• Work item:
Copy exactly the lines from the first line of the records below through the line containing "use crate::db::admin::AdminClient;", including both, and nothing else.

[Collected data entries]
------
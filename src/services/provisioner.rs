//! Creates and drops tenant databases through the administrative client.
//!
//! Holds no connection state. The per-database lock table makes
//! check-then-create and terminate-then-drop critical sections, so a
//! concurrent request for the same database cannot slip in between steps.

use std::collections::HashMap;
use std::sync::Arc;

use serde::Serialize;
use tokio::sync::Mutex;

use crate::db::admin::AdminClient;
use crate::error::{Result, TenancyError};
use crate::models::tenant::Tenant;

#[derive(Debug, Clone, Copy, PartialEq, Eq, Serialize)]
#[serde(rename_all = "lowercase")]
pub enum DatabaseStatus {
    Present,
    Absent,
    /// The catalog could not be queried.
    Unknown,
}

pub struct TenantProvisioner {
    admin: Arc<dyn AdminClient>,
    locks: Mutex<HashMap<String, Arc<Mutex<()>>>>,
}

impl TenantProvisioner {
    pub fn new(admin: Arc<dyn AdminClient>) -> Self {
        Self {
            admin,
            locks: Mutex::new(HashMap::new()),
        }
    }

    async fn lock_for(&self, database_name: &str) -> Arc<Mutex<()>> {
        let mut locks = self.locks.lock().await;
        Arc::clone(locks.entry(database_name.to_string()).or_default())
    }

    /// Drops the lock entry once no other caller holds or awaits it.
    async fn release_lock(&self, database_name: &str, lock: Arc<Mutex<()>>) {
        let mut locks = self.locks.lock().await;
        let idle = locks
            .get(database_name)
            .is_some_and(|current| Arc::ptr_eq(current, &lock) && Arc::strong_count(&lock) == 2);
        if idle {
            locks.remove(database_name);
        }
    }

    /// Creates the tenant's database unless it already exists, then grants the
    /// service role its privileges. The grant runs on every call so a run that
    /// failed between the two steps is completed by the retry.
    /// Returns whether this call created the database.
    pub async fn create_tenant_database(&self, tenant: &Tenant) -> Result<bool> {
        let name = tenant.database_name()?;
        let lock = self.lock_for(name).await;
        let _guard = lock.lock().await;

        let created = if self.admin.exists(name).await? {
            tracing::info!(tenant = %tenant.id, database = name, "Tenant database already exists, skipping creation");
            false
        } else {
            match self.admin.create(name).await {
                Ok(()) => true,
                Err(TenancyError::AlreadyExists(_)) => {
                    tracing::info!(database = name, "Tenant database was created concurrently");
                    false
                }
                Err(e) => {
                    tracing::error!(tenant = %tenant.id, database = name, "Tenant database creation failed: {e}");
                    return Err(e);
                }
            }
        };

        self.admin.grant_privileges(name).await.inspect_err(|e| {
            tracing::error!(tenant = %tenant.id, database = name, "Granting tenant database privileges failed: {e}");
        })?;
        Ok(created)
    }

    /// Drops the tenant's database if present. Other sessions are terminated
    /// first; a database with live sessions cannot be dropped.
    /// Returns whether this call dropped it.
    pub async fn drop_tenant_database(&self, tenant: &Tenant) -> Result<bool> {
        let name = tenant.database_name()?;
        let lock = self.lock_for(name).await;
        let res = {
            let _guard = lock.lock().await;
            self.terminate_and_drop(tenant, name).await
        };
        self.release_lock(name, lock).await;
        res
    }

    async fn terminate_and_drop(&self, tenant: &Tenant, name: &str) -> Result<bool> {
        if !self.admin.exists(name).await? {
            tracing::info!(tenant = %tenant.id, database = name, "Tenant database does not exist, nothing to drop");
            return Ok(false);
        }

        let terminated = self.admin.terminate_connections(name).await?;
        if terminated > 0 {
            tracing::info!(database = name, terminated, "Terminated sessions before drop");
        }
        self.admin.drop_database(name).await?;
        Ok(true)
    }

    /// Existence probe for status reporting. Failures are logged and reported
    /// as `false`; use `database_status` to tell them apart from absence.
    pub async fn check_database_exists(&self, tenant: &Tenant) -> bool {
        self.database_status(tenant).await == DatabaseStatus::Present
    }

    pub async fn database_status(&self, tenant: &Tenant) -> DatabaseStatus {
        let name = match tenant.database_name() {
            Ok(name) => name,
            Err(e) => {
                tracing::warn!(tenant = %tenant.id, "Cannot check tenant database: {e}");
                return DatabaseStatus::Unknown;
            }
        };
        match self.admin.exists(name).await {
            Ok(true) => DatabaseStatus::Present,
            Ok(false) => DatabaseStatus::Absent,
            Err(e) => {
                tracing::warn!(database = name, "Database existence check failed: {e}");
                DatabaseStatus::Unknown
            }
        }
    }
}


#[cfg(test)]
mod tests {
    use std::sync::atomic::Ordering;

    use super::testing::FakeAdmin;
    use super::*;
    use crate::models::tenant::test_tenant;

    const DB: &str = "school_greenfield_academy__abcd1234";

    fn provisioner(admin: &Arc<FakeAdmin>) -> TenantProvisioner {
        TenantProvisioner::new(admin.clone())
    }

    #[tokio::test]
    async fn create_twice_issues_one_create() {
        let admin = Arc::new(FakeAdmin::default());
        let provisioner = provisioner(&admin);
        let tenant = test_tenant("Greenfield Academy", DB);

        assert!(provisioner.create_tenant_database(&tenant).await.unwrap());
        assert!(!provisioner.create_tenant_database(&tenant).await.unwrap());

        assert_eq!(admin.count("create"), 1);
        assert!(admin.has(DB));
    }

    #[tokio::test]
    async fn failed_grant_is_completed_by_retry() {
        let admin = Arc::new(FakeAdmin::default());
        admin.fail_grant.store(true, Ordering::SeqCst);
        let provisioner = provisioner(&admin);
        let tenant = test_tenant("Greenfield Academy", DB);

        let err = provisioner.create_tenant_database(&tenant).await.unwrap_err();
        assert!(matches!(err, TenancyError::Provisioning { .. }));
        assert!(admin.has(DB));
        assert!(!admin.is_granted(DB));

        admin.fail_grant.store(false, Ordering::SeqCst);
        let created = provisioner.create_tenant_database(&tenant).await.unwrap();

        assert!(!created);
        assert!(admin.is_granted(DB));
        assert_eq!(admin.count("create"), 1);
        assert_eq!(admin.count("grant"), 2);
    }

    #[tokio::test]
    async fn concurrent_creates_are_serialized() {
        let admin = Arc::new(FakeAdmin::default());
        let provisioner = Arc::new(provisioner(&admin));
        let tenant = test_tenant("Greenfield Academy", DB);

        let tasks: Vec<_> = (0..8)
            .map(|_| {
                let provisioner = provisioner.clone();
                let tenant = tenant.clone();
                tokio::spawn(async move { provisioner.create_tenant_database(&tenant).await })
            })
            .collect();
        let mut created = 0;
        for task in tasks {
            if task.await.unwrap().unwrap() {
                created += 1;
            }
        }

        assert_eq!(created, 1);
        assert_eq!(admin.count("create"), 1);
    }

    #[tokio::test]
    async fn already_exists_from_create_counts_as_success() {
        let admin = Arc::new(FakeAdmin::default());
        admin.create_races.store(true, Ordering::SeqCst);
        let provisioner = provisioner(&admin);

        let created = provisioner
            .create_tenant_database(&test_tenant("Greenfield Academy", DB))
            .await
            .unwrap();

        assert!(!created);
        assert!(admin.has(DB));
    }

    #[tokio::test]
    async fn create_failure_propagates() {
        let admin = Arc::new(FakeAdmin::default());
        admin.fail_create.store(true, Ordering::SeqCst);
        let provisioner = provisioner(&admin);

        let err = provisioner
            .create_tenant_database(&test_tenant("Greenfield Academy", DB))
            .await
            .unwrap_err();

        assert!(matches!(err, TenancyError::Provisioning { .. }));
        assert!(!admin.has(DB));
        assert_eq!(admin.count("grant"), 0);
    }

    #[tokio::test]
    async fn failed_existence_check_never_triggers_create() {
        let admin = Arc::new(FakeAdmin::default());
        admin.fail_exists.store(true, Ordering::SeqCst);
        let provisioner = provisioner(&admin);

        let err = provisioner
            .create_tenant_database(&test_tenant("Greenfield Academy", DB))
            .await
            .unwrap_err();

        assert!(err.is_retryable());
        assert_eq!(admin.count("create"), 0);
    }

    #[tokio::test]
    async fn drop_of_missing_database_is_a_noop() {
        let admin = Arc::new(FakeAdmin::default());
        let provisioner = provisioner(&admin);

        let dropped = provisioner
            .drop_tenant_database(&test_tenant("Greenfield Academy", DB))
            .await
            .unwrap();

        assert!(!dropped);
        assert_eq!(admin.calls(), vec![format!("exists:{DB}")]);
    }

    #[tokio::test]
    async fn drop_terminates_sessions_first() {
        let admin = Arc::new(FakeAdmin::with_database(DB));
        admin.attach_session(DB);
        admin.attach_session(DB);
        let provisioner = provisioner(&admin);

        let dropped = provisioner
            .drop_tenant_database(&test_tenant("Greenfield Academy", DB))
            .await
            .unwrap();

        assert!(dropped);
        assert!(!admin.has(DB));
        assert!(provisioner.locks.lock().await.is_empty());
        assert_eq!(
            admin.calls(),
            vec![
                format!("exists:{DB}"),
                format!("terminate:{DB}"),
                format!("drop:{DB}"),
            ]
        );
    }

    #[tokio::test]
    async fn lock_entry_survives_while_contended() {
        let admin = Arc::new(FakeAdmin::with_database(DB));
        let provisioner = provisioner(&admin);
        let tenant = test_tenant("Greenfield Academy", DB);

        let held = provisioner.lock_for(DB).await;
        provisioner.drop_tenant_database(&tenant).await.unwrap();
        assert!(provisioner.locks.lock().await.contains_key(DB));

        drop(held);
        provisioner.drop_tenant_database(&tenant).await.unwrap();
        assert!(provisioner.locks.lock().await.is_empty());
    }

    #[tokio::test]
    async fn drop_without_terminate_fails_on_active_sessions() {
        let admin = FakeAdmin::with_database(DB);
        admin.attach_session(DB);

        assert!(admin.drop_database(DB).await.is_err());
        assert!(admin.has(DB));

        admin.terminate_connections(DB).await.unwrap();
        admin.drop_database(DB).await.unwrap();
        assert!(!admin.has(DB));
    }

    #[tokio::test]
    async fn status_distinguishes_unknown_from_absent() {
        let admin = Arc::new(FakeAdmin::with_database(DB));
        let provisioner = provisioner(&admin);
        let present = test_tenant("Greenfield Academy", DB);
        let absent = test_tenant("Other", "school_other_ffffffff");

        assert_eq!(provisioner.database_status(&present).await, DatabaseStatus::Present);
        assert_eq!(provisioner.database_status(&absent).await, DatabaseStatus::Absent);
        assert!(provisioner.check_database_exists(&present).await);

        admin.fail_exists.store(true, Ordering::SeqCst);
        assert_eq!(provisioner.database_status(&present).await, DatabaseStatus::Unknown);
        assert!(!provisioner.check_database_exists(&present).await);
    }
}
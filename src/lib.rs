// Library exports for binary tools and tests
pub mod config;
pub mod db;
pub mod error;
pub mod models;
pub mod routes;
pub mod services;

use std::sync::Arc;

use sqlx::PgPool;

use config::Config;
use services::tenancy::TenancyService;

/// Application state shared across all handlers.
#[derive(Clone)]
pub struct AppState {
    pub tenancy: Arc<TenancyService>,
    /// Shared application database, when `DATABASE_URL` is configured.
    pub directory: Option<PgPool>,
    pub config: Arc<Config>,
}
------
• Task response:
filename src/services/provisioner.rs
//! Creates and drops tenant databases through the administrative client.
//!
//! Holds no connection state. The per-database lock table makes
//! check-then-create and terminate-then-drop critical sections, so a
//! concurrent request for the same database cannot slip in between steps.

use std::collections::HashMap;
use std::sync::Arc;

use serde::Serialize;
use tokio::sync::Mutex;

use crate::db::admin::AdminClient;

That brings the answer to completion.